WORK TO BE COMPLETED ▸ Take the lines from the beginning of the data below through the line holding "worker performs the" and return exactly those.

(Saved data entries)
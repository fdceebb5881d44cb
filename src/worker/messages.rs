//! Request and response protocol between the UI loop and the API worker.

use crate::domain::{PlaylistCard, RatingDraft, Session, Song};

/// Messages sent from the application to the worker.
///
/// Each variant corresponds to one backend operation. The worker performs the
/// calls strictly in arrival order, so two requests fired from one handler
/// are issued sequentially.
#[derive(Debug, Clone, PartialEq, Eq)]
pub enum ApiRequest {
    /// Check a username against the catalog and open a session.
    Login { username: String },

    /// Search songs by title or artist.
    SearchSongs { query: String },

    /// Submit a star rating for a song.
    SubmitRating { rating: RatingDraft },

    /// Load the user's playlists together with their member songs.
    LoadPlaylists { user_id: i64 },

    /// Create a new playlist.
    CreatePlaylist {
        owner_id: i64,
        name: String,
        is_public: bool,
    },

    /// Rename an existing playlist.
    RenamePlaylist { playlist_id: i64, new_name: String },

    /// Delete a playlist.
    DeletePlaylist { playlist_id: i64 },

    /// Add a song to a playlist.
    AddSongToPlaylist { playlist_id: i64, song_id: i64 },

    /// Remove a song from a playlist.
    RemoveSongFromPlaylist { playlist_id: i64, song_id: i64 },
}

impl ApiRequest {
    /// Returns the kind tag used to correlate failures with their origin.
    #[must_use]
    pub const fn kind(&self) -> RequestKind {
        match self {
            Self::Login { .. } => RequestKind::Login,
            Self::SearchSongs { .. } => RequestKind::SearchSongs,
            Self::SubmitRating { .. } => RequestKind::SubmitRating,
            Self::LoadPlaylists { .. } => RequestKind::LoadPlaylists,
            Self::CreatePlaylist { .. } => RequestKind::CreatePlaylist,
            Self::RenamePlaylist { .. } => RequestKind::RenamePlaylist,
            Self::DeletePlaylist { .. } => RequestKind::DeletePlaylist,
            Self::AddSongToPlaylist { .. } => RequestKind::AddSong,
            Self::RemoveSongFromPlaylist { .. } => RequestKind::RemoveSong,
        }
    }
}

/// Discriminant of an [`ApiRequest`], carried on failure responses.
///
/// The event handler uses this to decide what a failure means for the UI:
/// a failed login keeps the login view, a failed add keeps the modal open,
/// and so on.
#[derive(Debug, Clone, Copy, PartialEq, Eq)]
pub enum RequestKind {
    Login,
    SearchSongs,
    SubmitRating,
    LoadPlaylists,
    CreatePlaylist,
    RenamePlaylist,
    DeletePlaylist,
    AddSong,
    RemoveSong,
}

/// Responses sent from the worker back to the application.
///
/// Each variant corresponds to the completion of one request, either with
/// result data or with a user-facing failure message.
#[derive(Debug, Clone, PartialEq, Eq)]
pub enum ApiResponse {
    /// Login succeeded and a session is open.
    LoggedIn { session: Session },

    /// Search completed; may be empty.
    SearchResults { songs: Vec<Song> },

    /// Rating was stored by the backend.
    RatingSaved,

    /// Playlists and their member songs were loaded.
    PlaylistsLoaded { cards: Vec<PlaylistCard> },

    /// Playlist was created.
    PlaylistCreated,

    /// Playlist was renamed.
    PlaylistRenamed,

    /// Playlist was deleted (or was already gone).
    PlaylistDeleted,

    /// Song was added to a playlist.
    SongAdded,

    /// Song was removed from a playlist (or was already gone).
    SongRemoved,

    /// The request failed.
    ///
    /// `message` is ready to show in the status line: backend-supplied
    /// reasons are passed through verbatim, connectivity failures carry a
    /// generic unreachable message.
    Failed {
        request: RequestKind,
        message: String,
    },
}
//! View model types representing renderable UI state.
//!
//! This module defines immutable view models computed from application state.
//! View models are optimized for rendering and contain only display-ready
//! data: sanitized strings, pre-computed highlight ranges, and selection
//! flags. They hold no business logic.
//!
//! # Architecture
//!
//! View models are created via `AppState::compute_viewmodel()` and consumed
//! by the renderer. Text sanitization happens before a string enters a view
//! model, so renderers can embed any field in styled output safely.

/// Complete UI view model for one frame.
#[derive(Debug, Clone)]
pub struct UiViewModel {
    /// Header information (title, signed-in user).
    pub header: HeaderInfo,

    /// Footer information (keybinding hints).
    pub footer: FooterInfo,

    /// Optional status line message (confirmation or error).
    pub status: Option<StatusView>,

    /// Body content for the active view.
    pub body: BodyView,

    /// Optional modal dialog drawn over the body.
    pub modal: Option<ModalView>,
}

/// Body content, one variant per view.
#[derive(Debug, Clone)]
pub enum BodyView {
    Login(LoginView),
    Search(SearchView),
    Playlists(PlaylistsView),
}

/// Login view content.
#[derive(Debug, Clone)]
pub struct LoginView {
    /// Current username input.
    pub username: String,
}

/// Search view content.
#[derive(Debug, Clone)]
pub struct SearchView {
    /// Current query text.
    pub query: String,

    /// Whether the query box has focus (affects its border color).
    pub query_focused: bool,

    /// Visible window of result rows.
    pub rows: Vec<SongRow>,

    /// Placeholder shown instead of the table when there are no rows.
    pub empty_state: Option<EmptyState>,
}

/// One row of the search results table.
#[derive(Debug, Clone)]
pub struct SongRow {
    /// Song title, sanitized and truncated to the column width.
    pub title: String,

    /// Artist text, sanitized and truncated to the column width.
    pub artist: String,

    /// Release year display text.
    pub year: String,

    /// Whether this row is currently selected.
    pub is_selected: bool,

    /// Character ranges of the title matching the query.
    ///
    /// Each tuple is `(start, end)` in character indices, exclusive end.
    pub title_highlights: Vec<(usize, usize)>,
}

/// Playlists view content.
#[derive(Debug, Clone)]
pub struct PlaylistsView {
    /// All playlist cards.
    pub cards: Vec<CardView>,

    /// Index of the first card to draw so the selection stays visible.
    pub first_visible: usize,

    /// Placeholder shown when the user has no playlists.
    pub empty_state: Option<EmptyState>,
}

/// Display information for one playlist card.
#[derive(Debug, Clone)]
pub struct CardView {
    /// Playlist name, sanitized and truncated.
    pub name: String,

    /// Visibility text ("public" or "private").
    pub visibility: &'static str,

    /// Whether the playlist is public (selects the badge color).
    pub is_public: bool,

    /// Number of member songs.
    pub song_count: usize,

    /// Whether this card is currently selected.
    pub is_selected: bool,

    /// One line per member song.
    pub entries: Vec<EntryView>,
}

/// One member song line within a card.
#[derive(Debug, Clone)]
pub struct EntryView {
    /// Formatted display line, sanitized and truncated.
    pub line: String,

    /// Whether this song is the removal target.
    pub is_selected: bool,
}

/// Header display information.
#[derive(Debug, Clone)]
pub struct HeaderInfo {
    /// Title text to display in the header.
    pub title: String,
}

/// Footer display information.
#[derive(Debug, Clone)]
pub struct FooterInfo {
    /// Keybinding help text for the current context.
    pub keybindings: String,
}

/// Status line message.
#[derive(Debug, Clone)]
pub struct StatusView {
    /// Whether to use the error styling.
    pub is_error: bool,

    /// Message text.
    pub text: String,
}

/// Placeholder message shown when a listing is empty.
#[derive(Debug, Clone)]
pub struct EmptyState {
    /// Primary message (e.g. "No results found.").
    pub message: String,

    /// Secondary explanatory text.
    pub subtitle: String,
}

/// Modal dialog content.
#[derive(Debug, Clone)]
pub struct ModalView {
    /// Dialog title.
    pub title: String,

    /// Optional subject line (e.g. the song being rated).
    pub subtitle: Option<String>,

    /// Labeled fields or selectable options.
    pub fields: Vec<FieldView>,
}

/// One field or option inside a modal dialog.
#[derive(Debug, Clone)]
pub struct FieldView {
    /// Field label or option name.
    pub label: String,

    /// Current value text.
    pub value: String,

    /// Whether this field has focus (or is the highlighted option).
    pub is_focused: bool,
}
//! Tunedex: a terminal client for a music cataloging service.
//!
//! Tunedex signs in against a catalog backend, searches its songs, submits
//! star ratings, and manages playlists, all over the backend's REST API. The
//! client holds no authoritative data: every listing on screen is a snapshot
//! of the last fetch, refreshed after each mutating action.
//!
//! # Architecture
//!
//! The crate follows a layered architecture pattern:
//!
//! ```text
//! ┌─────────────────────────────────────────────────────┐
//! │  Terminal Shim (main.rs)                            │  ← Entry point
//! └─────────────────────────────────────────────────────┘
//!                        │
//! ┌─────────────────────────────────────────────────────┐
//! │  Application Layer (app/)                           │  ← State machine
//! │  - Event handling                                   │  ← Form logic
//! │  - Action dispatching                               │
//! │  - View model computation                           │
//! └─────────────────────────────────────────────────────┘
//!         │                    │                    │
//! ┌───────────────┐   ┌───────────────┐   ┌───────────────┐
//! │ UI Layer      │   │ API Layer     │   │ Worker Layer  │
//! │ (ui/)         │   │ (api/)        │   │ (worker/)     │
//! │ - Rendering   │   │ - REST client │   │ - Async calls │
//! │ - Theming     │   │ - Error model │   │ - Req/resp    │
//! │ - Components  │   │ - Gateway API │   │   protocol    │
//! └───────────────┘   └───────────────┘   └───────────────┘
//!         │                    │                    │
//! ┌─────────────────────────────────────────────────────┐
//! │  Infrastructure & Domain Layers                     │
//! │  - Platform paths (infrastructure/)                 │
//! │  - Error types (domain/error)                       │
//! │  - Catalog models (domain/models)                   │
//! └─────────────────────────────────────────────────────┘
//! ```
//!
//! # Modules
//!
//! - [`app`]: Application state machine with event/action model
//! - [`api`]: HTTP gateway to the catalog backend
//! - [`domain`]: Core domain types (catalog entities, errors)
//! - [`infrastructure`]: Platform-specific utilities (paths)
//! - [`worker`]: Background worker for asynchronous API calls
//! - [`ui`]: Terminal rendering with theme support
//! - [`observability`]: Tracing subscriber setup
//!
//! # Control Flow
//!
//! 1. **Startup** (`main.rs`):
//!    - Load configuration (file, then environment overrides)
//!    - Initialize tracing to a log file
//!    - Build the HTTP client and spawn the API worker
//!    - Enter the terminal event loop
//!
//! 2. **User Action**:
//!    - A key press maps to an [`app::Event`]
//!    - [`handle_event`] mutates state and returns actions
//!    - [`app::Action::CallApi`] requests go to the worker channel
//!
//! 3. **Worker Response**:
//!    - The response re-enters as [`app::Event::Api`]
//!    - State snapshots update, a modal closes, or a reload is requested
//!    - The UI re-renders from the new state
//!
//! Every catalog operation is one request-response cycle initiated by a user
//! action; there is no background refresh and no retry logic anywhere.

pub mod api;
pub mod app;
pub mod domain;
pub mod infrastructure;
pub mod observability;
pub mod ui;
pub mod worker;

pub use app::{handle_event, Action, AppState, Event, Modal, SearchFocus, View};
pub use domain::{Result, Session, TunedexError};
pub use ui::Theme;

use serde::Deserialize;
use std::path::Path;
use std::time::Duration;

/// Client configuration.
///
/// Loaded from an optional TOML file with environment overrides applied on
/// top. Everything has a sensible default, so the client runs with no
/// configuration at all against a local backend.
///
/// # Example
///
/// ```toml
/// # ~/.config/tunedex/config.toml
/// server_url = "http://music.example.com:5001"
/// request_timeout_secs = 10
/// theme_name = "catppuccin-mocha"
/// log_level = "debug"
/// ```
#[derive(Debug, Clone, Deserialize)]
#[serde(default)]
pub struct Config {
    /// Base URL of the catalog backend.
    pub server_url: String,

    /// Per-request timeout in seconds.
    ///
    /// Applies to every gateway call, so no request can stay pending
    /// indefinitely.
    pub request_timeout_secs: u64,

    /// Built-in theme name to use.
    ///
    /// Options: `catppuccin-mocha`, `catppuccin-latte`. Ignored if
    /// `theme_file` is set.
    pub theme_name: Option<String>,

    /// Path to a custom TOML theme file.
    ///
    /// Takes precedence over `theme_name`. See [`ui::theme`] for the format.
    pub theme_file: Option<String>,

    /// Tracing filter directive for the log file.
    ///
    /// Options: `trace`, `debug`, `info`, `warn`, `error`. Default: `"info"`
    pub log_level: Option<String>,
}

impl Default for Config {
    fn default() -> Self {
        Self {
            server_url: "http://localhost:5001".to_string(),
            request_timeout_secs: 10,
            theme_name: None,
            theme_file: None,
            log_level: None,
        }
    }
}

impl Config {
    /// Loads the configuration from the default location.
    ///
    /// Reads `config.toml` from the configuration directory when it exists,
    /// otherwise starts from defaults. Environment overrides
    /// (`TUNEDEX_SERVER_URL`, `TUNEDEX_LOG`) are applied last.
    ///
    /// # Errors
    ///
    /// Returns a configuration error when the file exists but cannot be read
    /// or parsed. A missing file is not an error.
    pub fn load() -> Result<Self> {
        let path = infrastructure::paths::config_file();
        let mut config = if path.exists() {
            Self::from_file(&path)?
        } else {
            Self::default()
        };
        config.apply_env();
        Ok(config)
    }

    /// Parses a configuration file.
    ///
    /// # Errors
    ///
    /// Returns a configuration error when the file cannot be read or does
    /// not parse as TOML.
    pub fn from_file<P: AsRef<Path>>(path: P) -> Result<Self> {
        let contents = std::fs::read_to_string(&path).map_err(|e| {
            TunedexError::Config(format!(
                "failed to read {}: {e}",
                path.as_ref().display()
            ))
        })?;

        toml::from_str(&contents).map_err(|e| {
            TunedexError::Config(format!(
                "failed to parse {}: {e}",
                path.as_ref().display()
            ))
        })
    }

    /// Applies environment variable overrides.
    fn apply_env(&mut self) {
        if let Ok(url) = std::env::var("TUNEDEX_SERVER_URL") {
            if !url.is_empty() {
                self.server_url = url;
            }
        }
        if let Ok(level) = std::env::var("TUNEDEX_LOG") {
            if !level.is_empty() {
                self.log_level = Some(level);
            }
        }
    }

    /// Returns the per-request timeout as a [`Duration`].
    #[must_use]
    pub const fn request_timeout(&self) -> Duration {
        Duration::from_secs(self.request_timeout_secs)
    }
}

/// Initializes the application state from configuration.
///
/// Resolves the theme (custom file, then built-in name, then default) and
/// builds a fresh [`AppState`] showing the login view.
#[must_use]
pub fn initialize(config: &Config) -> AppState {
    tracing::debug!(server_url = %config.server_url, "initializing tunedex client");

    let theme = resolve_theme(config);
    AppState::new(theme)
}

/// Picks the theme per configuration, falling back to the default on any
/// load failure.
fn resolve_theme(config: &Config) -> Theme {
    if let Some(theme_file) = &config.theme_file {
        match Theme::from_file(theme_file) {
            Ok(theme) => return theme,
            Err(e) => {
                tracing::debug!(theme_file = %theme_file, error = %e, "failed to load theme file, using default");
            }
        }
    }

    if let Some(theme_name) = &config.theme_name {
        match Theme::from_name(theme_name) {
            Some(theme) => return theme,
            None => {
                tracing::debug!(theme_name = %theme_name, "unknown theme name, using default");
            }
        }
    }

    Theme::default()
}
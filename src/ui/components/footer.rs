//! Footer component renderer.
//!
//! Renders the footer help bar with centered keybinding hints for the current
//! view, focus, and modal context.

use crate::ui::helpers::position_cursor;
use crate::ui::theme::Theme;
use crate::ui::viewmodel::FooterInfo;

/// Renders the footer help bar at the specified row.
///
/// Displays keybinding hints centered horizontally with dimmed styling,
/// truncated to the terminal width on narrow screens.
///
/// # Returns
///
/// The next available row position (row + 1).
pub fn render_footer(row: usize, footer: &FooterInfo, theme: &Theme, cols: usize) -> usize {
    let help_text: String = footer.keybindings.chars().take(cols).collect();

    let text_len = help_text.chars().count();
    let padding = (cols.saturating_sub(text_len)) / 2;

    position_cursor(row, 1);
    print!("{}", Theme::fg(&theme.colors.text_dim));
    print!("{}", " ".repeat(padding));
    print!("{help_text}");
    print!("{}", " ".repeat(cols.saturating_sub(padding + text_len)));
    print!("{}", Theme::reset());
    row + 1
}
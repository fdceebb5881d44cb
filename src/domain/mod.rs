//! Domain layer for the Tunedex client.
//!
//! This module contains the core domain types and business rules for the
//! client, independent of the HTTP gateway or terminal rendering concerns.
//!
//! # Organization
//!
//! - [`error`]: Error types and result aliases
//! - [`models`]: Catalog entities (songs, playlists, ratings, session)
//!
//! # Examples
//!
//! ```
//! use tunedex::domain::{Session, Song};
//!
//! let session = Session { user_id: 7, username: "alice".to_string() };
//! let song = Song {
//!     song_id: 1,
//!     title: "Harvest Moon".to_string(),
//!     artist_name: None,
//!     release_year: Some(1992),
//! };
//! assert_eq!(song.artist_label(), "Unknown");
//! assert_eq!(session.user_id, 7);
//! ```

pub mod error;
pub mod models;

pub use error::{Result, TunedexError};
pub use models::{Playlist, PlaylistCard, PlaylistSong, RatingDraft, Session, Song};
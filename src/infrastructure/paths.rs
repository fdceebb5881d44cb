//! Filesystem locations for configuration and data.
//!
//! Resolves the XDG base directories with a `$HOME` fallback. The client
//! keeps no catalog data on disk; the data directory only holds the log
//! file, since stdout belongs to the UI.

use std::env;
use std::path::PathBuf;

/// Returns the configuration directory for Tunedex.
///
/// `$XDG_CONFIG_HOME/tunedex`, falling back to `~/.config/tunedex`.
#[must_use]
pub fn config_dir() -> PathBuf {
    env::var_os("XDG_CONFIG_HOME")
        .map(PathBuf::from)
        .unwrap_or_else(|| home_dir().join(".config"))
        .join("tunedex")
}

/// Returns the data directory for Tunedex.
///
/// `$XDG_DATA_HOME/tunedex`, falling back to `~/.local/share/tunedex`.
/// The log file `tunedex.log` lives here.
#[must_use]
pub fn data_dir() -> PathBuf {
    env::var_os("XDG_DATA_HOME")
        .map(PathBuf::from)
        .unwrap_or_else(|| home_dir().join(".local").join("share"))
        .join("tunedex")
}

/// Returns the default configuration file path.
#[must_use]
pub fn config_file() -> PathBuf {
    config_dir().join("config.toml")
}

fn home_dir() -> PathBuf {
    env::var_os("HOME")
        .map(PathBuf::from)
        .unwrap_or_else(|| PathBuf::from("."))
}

SOLUTION TO THE EXERCISE ▸
repository fdceebb5881d44cb
filename src/worker/messages.rs
//! Request and response protocol between the UI loop and the API worker.

use crate::domain::{PlaylistCard, RatingDraft, Session, Song};

/// Messages sent from the application to the worker.
///
/// Each variant corresponds to one backend operation. The worker performs the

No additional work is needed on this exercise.